Jane Newman: “The Spit is  known in Ayajuthem (Éy7á7juuthem) language as ‘Clytosin.’ I may not be pronouncing it correctly and I apologize for that, but my understanding of the word is that it means water on both sides.  That whole area was inhabited by First Nations for thousands of years.”  

“The smallpox epidemic in 1862 wiped out the Tla’amin, Homalco, and Klahoose population, and not just on Cortes, but in the whole region. Of course, there were still people that survived.” 

“They spent a lot of time clamming and living in the lagoon area at different times of the year.” 

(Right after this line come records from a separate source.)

//! Image object keys and the signed-URL issuer seam.
//!
//! Images live in blob storage under a key derived from the digimon name.
//! The API never hands out raw object URLs; it asks an [`ImageSigner`] for a
//! time-limited one.

use std::time::Duration;

use thiserror::Error;

const THUMBNAIL_PREFIX: &str = "digimon-thumbnail";
const FULL_IMAGE_PREFIX: &str = "digimon-image";

/// Storage key for a digimon's image: spaces become underscores.
///
/// `object_key("Agumon X", true) == "digimon-thumbnail/Agumon_X.png"`
pub fn object_key(digimon_name: &str, thumbnail: bool) -> String {
  let prefix = if thumbnail { THUMBNAIL_PREFIX } else { FULL_IMAGE_PREFIX };
  format!("{prefix}/{}.png", digimon_name.replace(' ', "_"))
}

#[derive(Debug, Error)]
pub enum SignError {
  #[error("image signing is not configured")]
  NotConfigured,

  #[error("invalid object key: {0:?}")]
  InvalidKey(String),

  #[error("signing service error: {0}")]
  Service(String),
}

/// Issues time-limited URLs for objects in the image bucket.
pub trait ImageSigner: Send + Sync {
  fn presign(&self, key: &str, expires_in: Duration) -> Result<String, SignError>;
}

“The area that’s on the ocean side all along the sandy beach before you actually get to the spit, where there’s little  cliff faces, that’s midden.  Midden is basically the piles of shells, tools and anything  that indicated the human habitation.  It’s deep there because it was a very rich area for First Nations to find their food. Along that  same area where the middens are, there was a trench or lookout area, likely to protect them from  marauders. There was also a lookout back in the depth of the lagoon. So,  it was a very valuable area for First Nations.”

Cortes Currents: Who were the first Europeans to arrive?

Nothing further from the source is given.